SUPPLIED MATERIAL below:
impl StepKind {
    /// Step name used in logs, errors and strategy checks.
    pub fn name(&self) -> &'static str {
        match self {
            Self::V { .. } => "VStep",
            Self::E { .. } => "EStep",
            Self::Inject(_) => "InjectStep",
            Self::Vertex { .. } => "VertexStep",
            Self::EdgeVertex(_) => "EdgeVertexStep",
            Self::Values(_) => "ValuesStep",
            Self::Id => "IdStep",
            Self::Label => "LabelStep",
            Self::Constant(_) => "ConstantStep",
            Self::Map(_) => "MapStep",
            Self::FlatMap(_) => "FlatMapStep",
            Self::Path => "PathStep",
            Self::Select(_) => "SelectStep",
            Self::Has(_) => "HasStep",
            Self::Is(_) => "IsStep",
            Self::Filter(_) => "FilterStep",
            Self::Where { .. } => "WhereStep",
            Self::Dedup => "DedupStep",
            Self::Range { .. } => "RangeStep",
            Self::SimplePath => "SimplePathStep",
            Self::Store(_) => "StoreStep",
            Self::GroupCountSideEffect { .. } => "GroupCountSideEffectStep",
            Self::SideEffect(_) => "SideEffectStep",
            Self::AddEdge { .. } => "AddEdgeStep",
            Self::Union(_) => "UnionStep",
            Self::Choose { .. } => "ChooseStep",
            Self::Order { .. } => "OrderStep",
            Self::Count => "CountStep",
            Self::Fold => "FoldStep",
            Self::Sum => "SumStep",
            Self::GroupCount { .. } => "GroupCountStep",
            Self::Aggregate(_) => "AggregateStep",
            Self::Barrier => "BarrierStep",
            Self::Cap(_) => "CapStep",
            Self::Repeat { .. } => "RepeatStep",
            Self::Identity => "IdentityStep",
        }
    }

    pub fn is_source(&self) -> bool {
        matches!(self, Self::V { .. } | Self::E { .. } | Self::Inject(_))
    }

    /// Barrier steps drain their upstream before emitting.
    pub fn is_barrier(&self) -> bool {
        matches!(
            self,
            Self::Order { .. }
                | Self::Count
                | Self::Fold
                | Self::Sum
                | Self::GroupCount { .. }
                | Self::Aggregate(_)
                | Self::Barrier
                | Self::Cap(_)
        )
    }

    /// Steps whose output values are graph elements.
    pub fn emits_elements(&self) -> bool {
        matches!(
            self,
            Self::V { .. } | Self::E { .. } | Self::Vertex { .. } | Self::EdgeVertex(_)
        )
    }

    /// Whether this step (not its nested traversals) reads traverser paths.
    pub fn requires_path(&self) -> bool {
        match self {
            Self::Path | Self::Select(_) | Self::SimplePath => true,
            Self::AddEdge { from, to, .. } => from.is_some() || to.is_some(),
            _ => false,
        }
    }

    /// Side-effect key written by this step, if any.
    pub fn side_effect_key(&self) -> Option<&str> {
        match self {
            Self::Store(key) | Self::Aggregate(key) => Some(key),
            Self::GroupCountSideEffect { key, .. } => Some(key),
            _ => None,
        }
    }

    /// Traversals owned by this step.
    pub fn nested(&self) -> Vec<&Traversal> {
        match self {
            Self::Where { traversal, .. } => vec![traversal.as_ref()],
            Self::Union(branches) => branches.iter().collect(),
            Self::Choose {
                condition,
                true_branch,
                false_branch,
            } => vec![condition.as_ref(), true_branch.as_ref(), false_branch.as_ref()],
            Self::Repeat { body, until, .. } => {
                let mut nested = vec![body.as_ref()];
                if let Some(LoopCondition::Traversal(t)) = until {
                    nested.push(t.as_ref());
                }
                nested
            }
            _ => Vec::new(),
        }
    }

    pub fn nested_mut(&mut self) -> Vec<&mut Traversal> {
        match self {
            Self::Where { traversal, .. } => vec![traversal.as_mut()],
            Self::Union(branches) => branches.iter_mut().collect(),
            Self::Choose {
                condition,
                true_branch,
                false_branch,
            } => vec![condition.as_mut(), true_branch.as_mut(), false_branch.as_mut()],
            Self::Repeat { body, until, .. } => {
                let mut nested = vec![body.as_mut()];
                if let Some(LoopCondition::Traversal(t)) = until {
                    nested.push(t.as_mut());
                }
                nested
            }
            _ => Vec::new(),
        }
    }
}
End of SUPPLIED MATERIAL.
* **YOUR GOAL**
Return every record above. Copy each one exactly.

* **YOUR SOLUTION**
impl StepKind {
    /// Step name used in logs, errors and strategy checks.
    pub fn name(&self) -> &'static str {
        match self {
            Self::V { .. } => "VStep",
            Self::E { .. } => "EStep",
            Self::Inject(_) => "InjectStep",
            Self::Vertex { .. } => "VertexStep",
            Self::EdgeVertex(_) => "EdgeVertexStep",
            Self::Values(_) => "ValuesStep",
            Self::Id => "IdStep",
            Self::Label => "LabelStep",
            Self::Constant(_) => "ConstantStep",
            Self::Map(_) => "MapStep",
            Self::FlatMap(_) => "FlatMapStep",
            Self::Path => "PathStep",
            Self::Select(_) => "SelectStep",
            Self::Has(_) => "HasStep",
            Self::Is(_) => "IsStep",
            Self::Filter(_) => "FilterStep",
            Self::Where { .. } => "WhereStep",
            Self::Dedup => "DedupStep",
            Self::Range { .. } => "RangeStep",
            Self::SimplePath => "SimplePathStep",
            Self::Store(_) => "StoreStep",
            Self::GroupCountSideEffect { .. } => "GroupCountSideEffectStep",
            Self::SideEffect(_) => "SideEffectStep",
            Self::AddEdge { .. } => "AddEdgeStep",
            Self::Union(_) => "UnionStep",
            Self::Choose { .. } => "ChooseStep",
            Self::Order { .. } => "OrderStep",
            Self::Count => "CountStep",
            Self::Fold => "FoldStep",
            Self::Sum => "SumStep",
            Self::GroupCount { .. } => "GroupCountStep",
            Self::Aggregate(_) => "AggregateStep",
            Self::Barrier => "BarrierStep",
            Self::Cap(_) => "CapStep",
            Self::Repeat { .. } => "RepeatStep",
            Self::Identity => "IdentityStep",
        }
    }

    pub fn is_source(&self) -> bool {
        matches!(self, Self::V { .. } | Self::E { .. } | Self::Inject(_))
    }

    /// Barrier steps drain their upstream before emitting.
    pub fn is_barrier(&self) -> bool {
        matches!(
            self,
            Self::Order { .. }
                | Self::Count
                | Self::Fold
                | Self::Sum
                | Self::GroupCount { .. }
                | Self::Aggregate(_)
                | Self::Barrier
                | Self::Cap(_)
        )
    }

    /// Steps whose output values are graph elements.
    pub fn emits_elements(&self) -> bool {
        matches!(
            self,
            Self::V { .. } | Self::E { .. } | Self::Vertex { .. } | Self::EdgeVertex(_)
        )
    }

    /// Whether this step (not its nested traversals) reads traverser paths.
    pub fn requires_path(&self) -> bool {
        match self {
            Self::Path | Self::Select(_) | Self::SimplePath => true,
            Self::AddEdge { from, to, .. } => from.is_some() || to.is_some(),
            _ => false,
        }
    }

    /// Side-effect key written by this step, if any.
    pub fn side_effect_key(&self) -> Option<&str> {
        match self {
            Self::Store(key) | Self::Aggregate(key) => Some(key),
            Self::GroupCountSideEffect { key, .. } => Some(key),
            _ => None,
        }
    }

    /// Traversals owned by this step.
    pub fn nested(&self) -> Vec<&Traversal> {
        match self {
            Self::Where { traversal, .. } => vec![traversal.as_ref()],
            Self::Union(branches) => branches.iter().collect(),
            Self::Choose {
                condition,
                true_branch,
                false_branch,
            } => vec![condition.as_ref(), true_branch.as_ref(), false_branch.as_ref()],
            Self::Repeat { body, until, .. } => {
                let mut nested = vec![body.as_ref()];
                if let Some(LoopCondition::Traversal(t)) = until {
                    nested.push(t.as_ref());
                }
                nested
            }
            _ => Vec::new(),
        }
    }

    pub fn nested_mut(&mut self) -> Vec<&mut Traversal> {
        match self {
            Self::Where { traversal, .. } => vec![traversal.as_mut()],
            Self::Union(branches) => branches.iter_mut().collect(),
            Self::Choose {
                condition,
                true_branch,
                false_branch,
            } => vec![condition.as_mut(), true_branch.as_mut(), false_branch.as_mut()],
            Self::Repeat { body, until, .. } => {
                let mut nested = vec![body.as_mut()];
                if let Some(LoopCondition::Traversal(t)) = until {
                    nested.push(t.as_mut());
                }
                nested
            }
            _ => Vec::new(),
        }
    }
}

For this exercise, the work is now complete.